I cried throughout Shabbat services. My sister and I split a tissue, reminding me of something our mother does, which made me laugh, then cry some more. I even danced in a circle pulsing with grief and connection. When it was time to say Kaddish, I stood. I always do. The entire congregation stood.

They butchered us. 

I’d held this at a distance, unable to absorb the grotesque slaughter Hamas unleashed on revelers at a music festival and multi-generational families in sleeping kibbutzim two weeks earlier, reminiscent of pogroms and Nazis, stories seared into the backs of my eyelids.

Can you think of a horrific event where we haven’t shared some collective shock and horror, comforted those most directly impacted, and vowed we would not stand for such depravity? Moments of shared humanity, however brief or tenuous, enable us to witness, show solidarity, and commit to ending future cycles of violence.

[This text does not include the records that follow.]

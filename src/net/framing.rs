//! Length-prefixed JSON framing over a reliable byte stream (spec §4.2/§6).
//!
//! Every message is a 4-character lowercase hex length prefix followed by
//! that many bytes of JSON. Grounded directly on the `Connection`/
//! `StreamSerializer` pair in the original Python prototype: same prefix
//! width, same "reject up front if the length doesn't fit" behavior, same
//! "one channel wraps one stream, used for one logical request" shape.

use crate::error::{Error, Result};
use serde_json::Value;
use std::io::{Read, Write};
use std::net::{Shutdown, TcpStream};

/// ASCII hex digits used for the length prefix.
const LEN_PREFIX_DIGITS: usize = 4;
/// Largest payload `send` will emit; see spec §4.2.
pub const MAX_PAYLOAD_LEN: usize = 0xFFFF;

/// A framed message channel layered on top of a single [`TcpStream`].
pub struct MessageChannel {
    stream: TcpStream,
}

impl MessageChannel {
    pub fn new(stream: TcpStream) -> Self {
        Self { stream }
    }

    /// Encode `value` as compact JSON and write it as one length-prefixed
    /// frame. Fails with [`Error::MessageTooLarge`] if the encoded payload
    /// would overflow the 4-hex-digit length prefix.
    pub fn send(&mut self, value: &Value) -> Result<()> {
        let payload = serde_json::to_vec(value)
            .map_err(|e| Error::framing(format!("value is not encodable: {e}")))?;

        if payload.len() > MAX_PAYLOAD_LEN {
            return Err(Error::MessageTooLarge {
                len: payload.len(),
                max: MAX_PAYLOAD_LEN,
            });
        }

        let prefix = format!("{:0width$x}", payload.len(), width = LEN_PREFIX_DIGITS);
        self.stream.write_all(prefix.as_bytes())?;
        self.stream.write_all(&payload)?;
        self.stream.flush()?;
        Ok(())
    }

    /// Read exactly one length-prefixed frame and decode its JSON payload.
    pub fn recv(&mut self) -> Result<Value> {
        let mut prefix = [0u8; LEN_PREFIX_DIGITS];
        self.read_exact_mapped(&mut prefix)?;

        let prefix = std::str::from_utf8(&prefix)
            .map_err(|_| Error::framing("length prefix is not valid UTF-8"))?;
        let len = usize::from_str_radix(prefix, 16)
            .map_err(|e| Error::framing(format!("length prefix {prefix:?} is not hex: {e}")))?;

        let mut payload = vec![0u8; len];
        self.read_exact_mapped(&mut payload)?;

        serde_json::from_slice(&payload)
            .map_err(|e| Error::framing(format!("payload is not valid JSON: {e}")))
    }

    /// Idempotent close: shuts down both halves of the stream and ignores
    /// the case where it is already closed.
    pub fn close(&mut self) -> Result<()> {
        match self.stream.shutdown(Shutdown::Both) {
            Ok(()) => Ok(()),
            Err(e) if e.kind() == std::io::ErrorKind::NotConnected => Ok(()),
            Err(e) => Err(Error::from_io(e)),
        }
    }

    fn read_exact_mapped(&mut self, buf: &mut [u8]) -> Result<()> {
        self.stream.read_exact(buf).map_err(Error::from_io)
    }
}

#[cfg(test)]
mod tests {
    use super::*;
    use serde_json::json;
    use std::net::TcpListener;
    use std::thread;

    fn paired_channels() -> (MessageChannel, MessageChannel) {
        let listener = TcpListener::bind("127.0.0.1:0").unwrap();
        let addr = listener.local_addr().unwrap();
        let server = thread::spawn(move || listener.accept().unwrap().0);
        let client = TcpStream::connect(addr).unwrap();
        let server = server.join().unwrap();
        (MessageChannel::new(client), MessageChannel::new(server))
    }

    #[test]
    fn roundtrips_arbitrary_values() {
        let (mut a, mut b) = paired_channels();
        for value in [
            Value::Null,
            json!(0),
            json!(42),
            json!("hello"),
            json!([1, 2, 3]),
            json!({"UP": [1, 2, 3]}),
        ] {
            a.send(&value).unwrap();
            assert_eq!(b.recv().unwrap(), value);
        }
    }

    #[test]
    fn rejects_oversized_payloads() {
        let (mut a, _b) = paired_channels();
        let huge = Value::String("d".repeat(MAX_PAYLOAD_LEN + 1));
        let err = a.send(&huge).unwrap_err();
        assert!(matches!(err, Error::MessageTooLarge { .. }));
    }

    #[test]
    fn accepts_payload_at_exact_limit() {
        // json string of length N encodes to N + 2 (quotes) bytes, so size
        // the string so the quoted payload lands exactly at the limit.
        let (mut a, mut b) = paired_channels();
        let value = Value::String("d".repeat(MAX_PAYLOAD_LEN - 2));
        a.send(&value).unwrap();
        assert_eq!(b.recv().unwrap(), value);
    }

    #[test]
    fn short_read_is_a_framing_error() {
        let listener = TcpListener::bind("127.0.0.1:0").unwrap();
        let addr = listener.local_addr().unwrap();
        let writer = thread::spawn(move || {
            let mut stream = TcpStream::connect(addr).unwrap();
            stream.write_all(b"00").unwrap();
            drop(stream);
        });
        let (stream, _) = listener.accept().unwrap();
        let mut channel = MessageChannel::new(stream);
        let err = channel.recv().unwrap_err();
        assert!(matches!(err, Error::Framing(_)));
        writer.join().unwrap();
    }

    #[test]
    fn malformed_hex_length_is_a_framing_error() {
        let listener = TcpListener::bind("127.0.0.1:0").unwrap();
        let addr = listener.local_addr().unwrap();
        let writer = thread::spawn(move || {
            let mut stream = TcpStream::connect(addr).unwrap();
            stream.write_all(b"zzzz").unwrap();
        });
        let (stream, _) = listener.accept().unwrap();
        let mut channel = MessageChannel::new(stream);
        let err = channel.recv().unwrap_err();
        assert!(matches!(err, Error::Framing(_)));
        writer.join().unwrap();
    }

    #[test]
    fn close_is_idempotent() {
        let (mut a, _b) = paired_channels();
        a.close().unwrap();
        a.close().unwrap();
    }
}
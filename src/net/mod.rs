//! The framed message channel used by all three worker endpoints.

mod framing;

pub use framing::{MessageChannel, MAX_PAYLOAD_LEN};
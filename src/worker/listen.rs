//! The three listener threads (`border_port`, `wait_port`, `cells_port`)
//! and their per-connection handlers (spec §4.3/§6).

use super::{cells_on, send_borders, wait_for_cells_on, State};
use crate::direction::Direction;
use crate::error::{Error, Result};
use crate::net::MessageChannel;
use serde_json::Value;
use std::net::{TcpListener, TcpStream};
use std::sync::atomic::Ordering;
use std::sync::Arc;
use std::thread;

pub(super) fn spawn_border_listener(listener: TcpListener, state: Arc<State>) {
    spawn_accept_loop(listener, state, "border_port", |stream, state| {
        handle_border_connection(stream, &state)
    });
}

pub(super) fn spawn_wait_listener(listener: TcpListener, state: Arc<State>) {
    spawn_accept_loop(listener, state, "wait_port", |stream, state| {
        handle_wait_connection(stream, &state)
    });
}

pub(super) fn spawn_cells_listener(listener: TcpListener, state: Arc<State>) {
    spawn_accept_loop(listener, state, "cells_port", |stream, state| {
        handle_cells_connection(stream, &state)
    });
}

/// Accept connections until `terminate()` sets the shutdown flag, spawning
/// one handler thread per connection (spec §5's "cooperative concurrency":
/// several requests may be in flight on each listener at once).
fn spawn_accept_loop(
    listener: TcpListener,
    state: Arc<State>,
    name: &'static str,
    handle: fn(TcpStream, Arc<State>) -> Result<()>,
) {
    thread::spawn(move || {
        for incoming in listener.incoming() {
            if state.shutdown.load(Ordering::SeqCst) {
                break;
            }

            let stream = match incoming {
                Ok(stream) => stream,
                Err(error) => {
                    tracing::warn!(%name, %error, "accept failed");
                    continue;
                }
            };

            let state = Arc::clone(&state);
            thread::spawn(move || {
                if let Err(error) = handle(stream, state) {
                    tracing::warn!(%name, %error, "connection failed");
                }
            });
        }
    });
}

/// R1 — a border message arrives: `{direction_tag: strip}`, exactly one
/// entry (spec §6). No reply body is sent; the caller observes R1's
/// completion as the connection closing.
fn handle_border_connection(stream: TcpStream, state: &Arc<State>) -> Result<()> {
    let mut channel = MessageChannel::new(stream);
    let message = channel.recv()?;
    let (direction, strip) = parse_border_message(message)?;

    receive_border(state, direction, strip)?;

    channel.close()
}

fn parse_border_message(message: Value) -> Result<(Direction, Vec<i64>)> {
    let object = message
        .as_object()
        .ok_or_else(|| Error::contract("border message must be a JSON object"))?;

    if object.len() != 1 {
        return Err(Error::contract(format!(
            "border message must have exactly one entry, got {}",
            object.len()
        )));
    }

    let (tag, strip_value) = object.iter().next().expect("checked len == 1 above");
    let direction = Direction::from_tag(tag)
        .ok_or_else(|| Error::contract(format!("unknown direction {tag:?}")))?;
    let strip: Vec<i64> = serde_json::from_value(strip_value.clone())
        .map_err(|e| Error::contract(format!("border strip must be an array of integers: {e}")))?;

    Ok((direction, strip))
}

/// R1's three numbered steps, run under the monitor lock, plus R3 inline
/// when this message completes the round. R2 (the resulting border sends)
/// happens after the lock is released, in `send_borders`.
fn receive_border(state: &Arc<State>, direction: Direction, strip: Vec<i64>) -> Result<()> {
    let mut guard = state.monitor.lock();

    let expected = guard.grid.expected_border_len(direction);
    if strip.len() != expected {
        return Err(Error::contract(format!(
            "border for {direction} has length {}, expected {expected}",
            strip.len()
        )));
    }

    // R1 step 1: a second arrival for a direction whose slot is still full
    // means last round's exchange hasn't finished; block until it has.
    while guard.pending_borders.contains_key(&direction) {
        state.has_iterated.wait(&mut guard);
    }

    // R1 step 2.
    guard.pending_borders.insert(direction, strip);

    // R1 step 3: the one-shot send latch.
    let plan = guard.claim_send_plan();

    // R1 step 4 / R3: advance if every wired neighbor has now checked in.
    if guard.round_is_ready() {
        guard.advance()?;
        state.has_iterated.notify_all();
    }

    drop(guard);

    if let Some(plan) = plan {
        send_borders(plan);
    }

    Ok(())
}

/// `cells_port`: request is `null` or a non-negative integer generation.
fn handle_cells_connection(stream: TcpStream, state: &Arc<State>) -> Result<()> {
    let mut channel = MessageChannel::new(stream);
    let request = channel.recv()?;
    let generation = parse_generation_request(request)?;

    let cells = cells_on(state, generation)?;
    channel.send(&serde_json::to_value(cells).expect("grid is always serializable"))?;
    channel.close()
}

/// `wait_port`: request is a non-negative integer generation.
fn handle_wait_connection(stream: TcpStream, state: &Arc<State>) -> Result<()> {
    let mut channel = MessageChannel::new(stream);
    let request = channel.recv()?;
    let generation = request
        .as_u64()
        .ok_or_else(|| Error::contract("wait_port request must be a non-negative integer"))?;

    let cells = wait_for_cells_on(state, generation)?;
    channel.send(&serde_json::to_value(cells).expect("grid is always serializable"))?;
    channel.close()
}

fn parse_generation_request(request: Value) -> Result<Option<u64>> {
    match request {
        Value::Null => Ok(None),
        Value::Number(n) => n
            .as_u64()
            .map(Some)
            .ok_or_else(|| Error::contract("cells_port generation must be a non-negative integer")),
        _ => Err(Error::contract("cells_port request must be null or an integer")),
    }
}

But where was this response of devastation and revulsion in the wake of the mass murder of Jews? Instead came justifications and statements about complexity – a word as true as it can be a deflection.

But where was this response of devastation and revulsion in the wake of the mass murder of Jews? Instead came justifications and statements about complexity – a word as true as it can be a deflection.

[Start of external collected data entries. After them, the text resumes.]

//! The tile grid: a pure function from (cells, neighbor borders) to the
//! next generation's cells, per spec §4.1.

use crate::direction::Direction;
use crate::error::{Error, Result};
use std::collections::HashMap;

/// A rectangular tile of Game of Life cells, indexed `[row][column]`.
///
/// `0` is dead, any non-zero value is alive. Values survive unchanged
/// through `snapshot()` but `iterate()` always normalizes its *output* to
/// `{0, 1}` (spec §4.1 explicitly permits this).
#[derive(Debug, Clone)]
pub struct Grid {
    cells: Vec<Vec<i64>>,
}

impl Grid {
    /// Build a grid from a `[row][column]` matrix. Rejects empty or jagged
    /// input (spec §3/§9: jagged input is a construction-time error, not an
    /// `iterate`-time one).
    pub fn new(cells: Vec<Vec<i64>>) -> Result<Self> {
        if cells.is_empty() || cells[0].is_empty() {
            return Err(Error::contract("grid must have at least one row and column"));
        }

        let col_count = cells[0].len();
        if cells.iter().any(|row| row.len() != col_count) {
            return Err(Error::contract("grid rows must all have the same length"));
        }

        Ok(Self { cells })
    }

    pub fn row_count(&self) -> usize {
        self.cells.len()
    }

    pub fn col_count(&self) -> usize {
        self.cells[0].len()
    }

    /// The grid in `[row][column]` form.
    pub fn snapshot(&self) -> Vec<Vec<i64>> {
        self.cells.clone()
    }

    /// The border strip this tile exposes in `direction` (spec §3): a full
    /// row/column for the four edges, a single cell for the four corners.
    pub fn border_at(&self, direction: Direction) -> Vec<i64> {
        if direction.is_corner() {
            return vec![self.corner_cell(direction)];
        }

        match direction {
            Direction::Up => self.cells[0].clone(),
            Direction::Down => self.cells[self.row_count() - 1].clone(),
            Direction::Left => self.cells.iter().map(|row| row[0]).collect(),
            Direction::Right => {
                let last = self.col_count() - 1;
                self.cells.iter().map(|row| row[last]).collect()
            }
            _ => unreachable!("corners handled above"),
        }
    }

    /// The single cell sitting in a corner direction.
    fn corner_cell(&self, direction: Direction) -> i64 {
        let last_row = self.row_count() - 1;
        let last_col = self.col_count() - 1;
        match direction {
            Direction::UpLeft => self.cells[0][0],
            Direction::UpRight => self.cells[0][last_col],
            Direction::DownLeft => self.cells[last_row][0],
            Direction::DownRight => self.cells[last_row][last_col],
            _ => unreachable!("only called for corner directions"),
        }
    }

    /// The border strip length this tile expects to receive for
    /// `direction`: `col_count` for UP/DOWN, `row_count` for LEFT/RIGHT, `1`
    /// for a corner (spec §4.1).
    pub fn expected_border_len(&self, direction: Direction) -> usize {
        if direction.is_corner() {
            return 1;
        }
        match direction {
            Direction::Up | Direction::Down => self.col_count(),
            Direction::Left | Direction::Right => self.row_count(),
            _ => unreachable!("corners handled above"),
        }
    }

    /// Advance one generation under Conway's B3/S23 rule, using whatever
    /// neighbor borders are supplied; missing directions are treated as
    /// all-zero (spec §4.1). Returns a fresh `Grid` — no cell of `self` is
    /// mutated in place.
    ///
    /// Builds a `(row_count+2) x (col_count+2)` border-extended scratch
    /// grid and folds it down to the interior, mirroring the original
    /// `GolCells.iterate`/`_extend_with_neighboring_border_cells` rather
    /// than bounds-checking each of the 8 Moore neighbors individually.
    pub fn iterate(&self, neighbor_borders: &HashMap<Direction, Vec<i64>>) -> Result<Grid> {
        for (direction, strip) in neighbor_borders {
            let expected = self.expected_border_len(*direction);
            if strip.len() != expected {
                return Err(Error::contract(format!(
                    "border for {direction} has length {}, expected {expected}",
                    strip.len()
                )));
            }
        }

        let extended = self.extend_with_borders(neighbor_borders);
        let row_count = self.row_count();
        let col_count = self.col_count();

        let cells = (0..row_count)
            .map(|row| {
                (0..col_count)
                    .map(|col| {
                        let current = extended[row + 1][col + 1];
                        let live_neighbors = Self::live_neighbor_count(&extended, row + 1, col + 1);
                        next_state(current != 0, live_neighbors)
                    })
                    .collect()
            })
            .collect();

        Ok(Grid { cells })
    }

    /// Build the `(row_count+2) x (col_count+2)` grid consisting of this
    /// tile surrounded by a one-cell ring taken from `neighbor_borders`,
    /// defaulting any absent direction to zero.
    fn extend_with_borders(&self, neighbor_borders: &HashMap<Direction, Vec<i64>>) -> Vec<Vec<i64>> {
        let row_count = self.row_count();
        let col_count = self.col_count();

        let border = |d: Direction| -> Vec<i64> {
            neighbor_borders
                .get(&d)
                .cloned()
                .unwrap_or_else(|| vec![0; self.expected_border_len(d)])
        };

        let left = border(Direction::Left);
        let right = border(Direction::Right);
        let up = border(Direction::Up);
        let down = border(Direction::Down);
        let up_left = border(Direction::UpLeft);
        let up_right = border(Direction::UpRight);
        let down_left = border(Direction::DownLeft);
        let down_right = border(Direction::DownRight);

        let mut extended = Vec::with_capacity(row_count + 2);

        let mut top_row = Vec::with_capacity(col_count + 2);
        top_row.push(up_left[0]);
        top_row.extend_from_slice(&up);
        top_row.push(up_right[0]);
        extended.push(top_row);

        for (row, cell_row) in self.cells.iter().enumerate() {
            let mut extended_row = Vec::with_capacity(col_count + 2);
            extended_row.push(left[row]);
            extended_row.extend_from_slice(cell_row);
            extended_row.push(right[row]);
            extended.push(extended_row);
        }

        let mut bottom_row = Vec::with_capacity(col_count + 2);
        bottom_row.push(down_left[0]);
        bottom_row.extend_from_slice(&down);
        bottom_row.push(down_right[0]);
        extended.push(bottom_row);

        extended
    }

    /// Count of non-zero (live) cells among the 8 Moore neighbors of
    /// `(row, col)` in the border-extended grid. Must only be called for
    /// an interior cell of that extended grid.
    fn live_neighbor_count(extended: &[Vec<i64>], row: usize, col: usize) -> u8 {
        let mut count = 0u8;
        for dr in -1i32..=1 {
            for dc in -1i32..=1 {
                if dr == 0 && dc == 0 {
                    continue;
                }
                let r = (row as i32 + dr) as usize;
                let c = (col as i32 + dc) as usize;
                if extended[r][c] != 0 {
                    count += 1;
                }
            }
        }
        count
    }
}

/// Conway's B3/S23 rule, applied to an already-normalized alive/dead flag
/// and a live-neighbor count (spec §4.1's rule table, with the `n=2`
/// "current" case resolved by normalizing to `{0,1}`: a live cell with 2
/// neighbors survives as `1`, a dead cell with 2 neighbors stays `0`).
fn next_state(alive: bool, live_neighbors: u8) -> i64 {
    match (alive, live_neighbors) {
        (true, 2 | 3) => 1,
        (false, 3) => 1,
        _ => 0,
    }
}

#[cfg(test)]
mod tests {
    use super::*;

    fn grid(cells: Vec<Vec<i64>>) -> Grid {
        Grid::new(cells).unwrap()
    }

    fn empty_borders() -> HashMap<Direction, Vec<i64>> {
        HashMap::new()
    }

    #[test]
    fn rejects_empty_input() {
        assert!(Grid::new(vec![]).is_err());
        assert!(Grid::new(vec![vec![]]).is_err());
    }

    #[test]
    fn rejects_jagged_input() {
        assert!(Grid::new(vec![vec![0, 0], vec![0]]).is_err());
    }

    #[test]
    fn block_is_a_still_life() {
        let g = grid(vec![vec![1, 1], vec![1, 1]]);
        let next = g.iterate(&empty_borders()).unwrap();
        assert_eq!(next.snapshot(), vec![vec![1, 1], vec![1, 1]]);
    }

    #[test]
    fn blinker_oscillates() {
        let g = grid(vec![vec![0, 1, 0], vec![0, 1, 0], vec![0, 1, 0]]);
        let after_one = g.iterate(&empty_borders()).unwrap();
        assert_eq!(
            after_one.snapshot(),
            vec![vec![0, 0, 0], vec![1, 1, 1], vec![0, 0, 0]]
        );
        let after_two = after_one.iterate(&empty_borders()).unwrap();
        assert_eq!(after_two.snapshot(), g.snapshot());
    }

    #[test]
    fn all_zero_grid_stays_all_zero() {
        for (rows, cols) in [(1, 1), (3, 1), (1, 4), (5, 5)] {
            let g = grid(vec![vec![0; cols]; rows]);
            let next = g.iterate(&empty_borders()).unwrap();
            assert_eq!(next.snapshot(), vec![vec![0; cols]; rows]);
        }
    }

    #[test]
    fn iterate_preserves_dimensions() {
        let g = grid(vec![vec![1, 0, 1, 0], vec![0, 1, 0, 1]]);
        let next = g.iterate(&empty_borders()).unwrap();
        assert_eq!(next.row_count(), g.row_count());
        assert_eq!(next.col_count(), g.col_count());
    }

    #[test]
    fn neighbor_borders_seed_births_at_the_edge() {
        let g = grid(vec![vec![0, 0, 0], vec![0, 0, 0], vec![0, 0, 0]]);
        let mut borders = HashMap::new();
        borders.insert(Direction::Up, vec![1, 1, 1]);
        borders.insert(Direction::Down, vec![1, 1, 1]);
        borders.insert(Direction::Left, vec![1, 1, 1]);
        borders.insert(Direction::Right, vec![1, 1, 1]);

        let next = g.iterate(&borders).unwrap();
        assert_eq!(
            next.snapshot(),
            vec![vec![0, 1, 0], vec![1, 0, 1], vec![0, 1, 0]]
        );
    }

    #[test]
    fn border_at_matches_spec_example() {
        let g = grid(vec![vec![1, 2, 3], vec![4, 5, 6], vec![7, 8, 9]]);
        assert_eq!(g.border_at(Direction::Up), vec![1, 2, 3]);
        assert_eq!(g.border_at(Direction::UpRight), vec![3]);
        assert_eq!(g.border_at(Direction::Right), vec![3, 6, 9]);
        assert_eq!(g.border_at(Direction::DownRight), vec![9]);
        assert_eq!(g.border_at(Direction::Down), vec![7, 8, 9]);
        assert_eq!(g.border_at(Direction::DownLeft), vec![7]);
        assert_eq!(g.border_at(Direction::Left), vec![1, 4, 7]);
        assert_eq!(g.border_at(Direction::UpLeft), vec![1]);
    }

    #[test]
    fn mismatched_border_length_is_a_contract_violation() {
        let g = grid(vec![vec![0, 0, 0], vec![0, 0, 0], vec![0, 0, 0]]);
        let mut borders = HashMap::new();
        borders.insert(Direction::Up, vec![1, 1]); // expected 3
        let err = g.iterate(&borders).unwrap_err();
        assert!(matches!(err, Error::Contract(_)));
    }

    #[test]
    fn arbitrary_nonzero_values_count_as_alive() {
        let g = grid(vec![vec![5, 5, 5], vec![5, 5, 5], vec![5, 5, 5]]);
        let next = g.iterate(&empty_borders()).unwrap();
        // A fully alive 3x3 block: corners have 3 live neighbors (born/survive
        // as 1), edges have 5 (die), center has 8 (dies).
        assert_eq!(
            next.snapshot(),
            vec![vec![1, 0, 1], vec![0, 0, 0], vec![1, 0, 1]]
        );
    }
}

What is complicated is to be a Jew in this world, who holds human rights as a core value, celebrates and finds solace and joy and meaning and endless profundity in my tradition, wants Israel to continue to exist, yet does not want my existence bound up with anyone else’s oppression. 

They butchered us.

The reactions flooded the internet, the newspapers, and the streets, rolling in like a tsunami, but are helpless to do anything other than trying to reach higher ground. 

Israeli flags on one side, Palestinian flags on the other. 

More emails from friends, readers, clients, and strangers than I’ve ever received in such a compressed timeframe. Conversations with loved ones – shock, confusion, isolation, grief, anger. My body numb.

I almost didn’t go to services. Some part of me knew being in the sanctuary would crack me open. Some other part of me wasn’t so sure that was a good idea. 

I went.  I sat and stood, sang and cried, at once uplifted and crushed. 

Uplifted: Judaism embraces contradictions and challenges me to sit with things that don’t make sense. Uplifted: The prayers and songs evolve alongside us as our tradition lives and breathes. Uplifted: Not alone in my anguish. 

Crushed: Shattered, dismayed, bewildered, at a loss. Crushed: The speed with which friends and institutions condemned Israel. Crushed: No moment of silence, no acknowledgment of human lives, no unequivocal rejection of brutality and degradation. Crushed: When Jews are slaughtered, we should just stand by because [reasons].

They butchered us, and you said nothing?
They butchered us, and you skipped right to protesting the State?
They butchered us, and you shared memes?
They butchered us, and you played the oppression Olympics?
They butchered us, and you couldn’t even say our names?

These words are my howl of pain, which I hold in the same hand as my despair for Gaza and the seemingly impossible questions of how two peoples can find a way to coexist in a land that is sacred to both. 

These words are my howl of pain, which I hold in the same hand as my despair for Gaza and the seemingly impossible questions of how two peoples can find a way to coexist in a land that is sacred to both. 

I came to life in Israel, chatting in my rusty Russian with the taxi driver who had come to Israel seeking refuge. I thought of my ancestors, expelled from Spain, driven from Macedonia, Romania, Ukraine. I thought of the hundreds of thousands of Jews who fled Arab countries like Egypt, Lebanon, Syria, Iraq, Yemen, Libya, and Morocco. I felt I had come home after a lifetime of waiting, that sense of rightness irreconcilable with the sense of wrongness as we drove along the border of the West Bank – lush here, barren there. 

I am not trying to talk you into or out of something. 

They butchered us, and I needed to write that down. 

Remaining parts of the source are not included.